Find the area enclosed by the curve in which the plane $z=2$ cuts the ellipsoid
$x^2/25 + y^2 + z^2/5 =1$
I tried to solve this by projecting the area on $xOy$ plane and I got the final answer as $\frac{\pi}{\sqrt{5}}$. Please correct me if I am wrong.
On
We have that for $z=2$
$$\frac{x^2}{25} + y^2 + \frac{z^2}{5} =1 \implies \frac{x^2}{25} + y^2=\frac15\implies \frac{x^2}{({\sqrt 5})^2} + \frac{y^2}{(\frac{\sqrt 5}{5})^2}=1$$
which is an ellipse in the canonical form $\frac{x^2}{a^2} + \frac{y^2}{b^2}=1$, then recall that for an ellipse the area is $A=\pi ab$ to obtain $A=\pi$.

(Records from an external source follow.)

//! Rebalance throttle keys.
//!
//! The coarse selector runs at most once per distinct key. How a date maps
//! to a key decides the rebalance cadence.

use chrono::{Datelike, NaiveDate};
use serde::{Deserialize, Serialize};
use std::fmt;

/// Opaque throttle key. Two cycles with equal keys never both run.
#[derive(Debug, Clone, Copy, PartialEq, Eq, Hash, PartialOrd, Ord, Serialize, Deserialize)]
pub struct CycleKey(pub i64);

impl fmt::Display for CycleKey {
    fn fmt(&self, f: &mut fmt::Formatter<'_>) -> fmt::Result {
        write!(f, "{}", self.0)
    }
}

/// Date-to-key discretizer.
#[derive(Debug, Clone, Copy, Default, PartialEq, Eq, Serialize, Deserialize)]
#[serde(rename_all = "snake_case")]
pub enum RebalanceSchedule {
    /// Key is the day of the month (1..=31).
    ///
    /// Keys repeat every month, so this only suppresses a rerun on the same
    /// calendar day-number as the previous run. With daily delivery it
    /// effectively reruns every trading day, and two consecutive runs a
    /// month apart on the same day-number are skipped.
    #[default]
    DayOfMonth,
    /// Key is the calendar month; one run per month.
    CalendarMonth,
    /// Key is the calendar day; one run per date.
    Daily,
}

impl RebalanceSchedule {
    pub fn key_for(&self, date: NaiveDate) -> CycleKey {
        match self {
            RebalanceSchedule::DayOfMonth => CycleKey(i64::from(date.day())),
            RebalanceSchedule::CalendarMonth => {
                CycleKey(i64::from(date.year()) * 12 + i64::from(date.month0()))
            }
            RebalanceSchedule::Daily => CycleKey(i64::from(date.num_days_from_ce())),
        }
    }
}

$$\frac{x^2}{25}+y^2+\frac{2^2}5=1$$
$$\frac{x^2}{25}+y^2=\frac15$$
$$\frac{x^2}{5}+\frac{y^2}{\frac15}=1$$
$$\left(\frac{x}{\sqrt5}\right)^2+\left(\frac{y}{\frac1{\sqrt5}}\right)^2=1$$
Hence the area is
$$\pi \sqrt5 \cdot \frac1{\sqrt5}=\pi$$
Remark:
We have $y=\pm \sqrt{\frac15-\frac{x^2}{25}}=\pm\frac1{\color{red}{\sqrt5}}\sqrt{1-\frac{x^2}5}$. If you have been working with $\frac15$ instead, you will gain an additional copy of $\frac1{\sqrt5}$.